Exercise instructions
Write out all the material verbatim, line by line.

Data records

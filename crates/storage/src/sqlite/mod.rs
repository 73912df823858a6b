use std::sync::Arc;
use std::time::Duration;

use sqlx::{SqlitePool, sqlite::SqlitePoolOptions};
use thiserror::Error;

use crate::repository::{
    CatalogRepository, CourseProgressRepository, LessonProgressRepository, SessionRepository,
    Storage, StorageError,
};

mod catalog_repo;
mod course_repo;
mod lesson_repo;
mod mapping;
mod migrate;
mod session_repo;

#[derive(Clone)]
pub struct SqliteRepository {
    pool: SqlitePool,
}

#[derive(Debug, Error)]
#[non_exhaustive]
pub enum SqliteInitError {
    #[error(transparent)]
    Sqlx(#[from] sqlx::Error),
}

impl SqliteRepository {
    /// Connect to `SQLite` using the given URL.
    ///
    /// # Errors
    ///
    /// Returns `SqliteInitError` if the connection cannot be established or if
    /// enforcing foreign key constraints fails during setup.
    pub async fn connect(database_url: &str) -> Result<Self, SqliteInitError> {
        let pool = SqlitePoolOptions::new()
            .max_connections(5)
            .acquire_timeout(Duration::from_secs(5))
            .after_connect(|conn, _meta| {
                Box::pin(async move {
                    sqlx::query("PRAGMA foreign_keys = ON;")
                        .execute(&mut *conn)
                        .await?;
                    sqlx::query("PRAGMA journal_mode = WAL;")
                        .execute(&mut *conn)
                        .await?;
                    sqlx::query("PRAGMA busy_timeout = 5000;")
                        .execute(&mut *conn)
                        .await?;
                    Ok(())
                })
            })
            .connect(database_url)
            .await?;
        Ok(Self { pool })
    }

    #[must_use]
    pub fn pool(&self) -> &SqlitePool {
        &self.pool
    }

    /// Create tables if they do not exist.
    ///
    /// # Errors
    ///
    /// Returns `SqliteInitError` if migration queries fail.
    pub async fn migrate(&self) -> Result<(), SqliteInitError> {
        migrate::run_migrations(&self.pool).await
    }
}

// Every adapter failure that is not a decoding problem surfaces the same way.
pub(crate) fn conn<E: core::fmt::Display>(e: E) -> StorageError {
    StorageError::Connection(e.to_string())
}

impl Storage {
    /// Build a `Storage` backed by `SQLite`.
    ///
    /// # Errors
    ///
    /// Returns `SqliteInitError` if connection or migrations cannot be
    /// completed.
    pub async fn sqlite(database_url: &str) -> Result<Self, SqliteInitError> {
        let repo = SqliteRepository::connect(database_url).await?;
        repo.migrate().await?;
        let lessons: Arc<dyn LessonProgressRepository> = Arc::new(repo.clone());
        let sessions: Arc<dyn SessionRepository> = Arc::new(repo.clone());
        let courses: Arc<dyn CourseProgressRepository> = Arc::new(repo.clone());
        let catalog: Arc<dyn CatalogRepository> = Arc::new(repo);
        Ok(Self {
            lessons,
            sessions,
            courses,
            catalog,
        })
    }
}

#[cfg(test)]
mod tests {
    use super::*;

    #[test]
    fn repository_is_send_sync() {
        fn assert_send_sync<T: Send + Sync>() {}
        assert_send_sync::<SqliteRepository>();
    }
}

Reply
filename crates/storage/src/sqlite/mod.rs
repository 73912df823858a6b
use std::sync::Arc;
use std::time::Duration;

use sqlx::{SqlitePool, sqlite::SqlitePoolOptions};
use thiserror::Error;

use crate::repository::{
    CatalogRepository, CourseProgressRepository, LessonProgressRepository, SessionRepository,
    Storage, StorageError,
};

mod catalog_repo;
mod course_repo;
mod lesson_repo;
mod mapping;
mod migrate;
mod session_repo;

#[derive(Clone)]
pub struct SqliteRepository {
    pool: SqlitePool,
}

#[derive(Debug, Error)]
#[non_exhaustive]
pub enum SqliteInitError {
    #[error(transparent)]
    Sqlx(#[from] sqlx::Error),
}

impl SqliteRepository {
    /// Connect to `SQLite` using the given URL.
    ///
    /// # Errors
    ///
    /// Returns `SqliteInitError` if the connection cannot be established or if
    /// enforcing foreign key constraints fails during setup.
    pub async fn connect(database_url: &str) -> Result<Self, SqliteInitError> {
        let pool = SqlitePoolOptions::new()
            .max_connections(5)
            .acquire_timeout(Duration::from_secs(5))
            .after_connect(|conn, _meta| {
                Box::pin(async move {
                    sqlx::query("PRAGMA foreign_keys = ON;")
                        .execute(&mut *conn)
                        .await?;
                    sqlx::query("PRAGMA journal_mode = WAL;")
                        .execute(&mut *conn)
                        .await?;
                    sqlx::query("PRAGMA busy_timeout = 5000;")
                        .execute(&mut *conn)
                        .await?;
                    Ok(())
                })
            })
            .connect(database_url)
            .await?;
        Ok(Self { pool })
    }

    #[must_use]
    pub fn pool(&self) -> &SqlitePool {
        &self.pool
    }

    /// Create tables if they do not exist.
    ///
    /// # Errors
    ///
    /// Returns `SqliteInitError` if migration queries fail.
    pub async fn migrate(&self) -> Result<(), SqliteInitError> {
        migrate::run_migrations(&self.pool).await
    }
}

// Every adapter failure that is not a decoding problem surfaces the same way.
pub(crate) fn conn<E: core::fmt::Display>(e: E) -> StorageError {
    StorageError::Connection(e.to_string())
}

impl Storage {
    /// Build a `Storage` backed by `SQLite`.
    ///
    /// # Errors
    ///
    /// Returns `SqliteInitError` if connection or migrations cannot be
    /// completed.
    pub async fn sqlite(database_url: &str) -> Result<Self, SqliteInitError> {
        let repo = SqliteRepository::connect(database_url).await?;
        repo.migrate().await?;
        let lessons: Arc<dyn LessonProgressRepository> = Arc::new(repo.clone());
        let sessions: Arc<dyn SessionRepository> = Arc::new(repo.clone());
        let courses: Arc<dyn CourseProgressRepository> = Arc::new(repo.clone());
        let catalog: Arc<dyn CatalogRepository> = Arc::new(repo);
        Ok(Self {
            lessons,
            sessions,
            courses,
            catalog,
        })
    }
}

#[cfg(test)]
mod tests {
    use super::*;

    #[test]
    fn repository_is_send_sync() {
        fn assert_send_sync<T: Send + Sync>() {}
        assert_send_sync::<SqliteRepository>();
    }
}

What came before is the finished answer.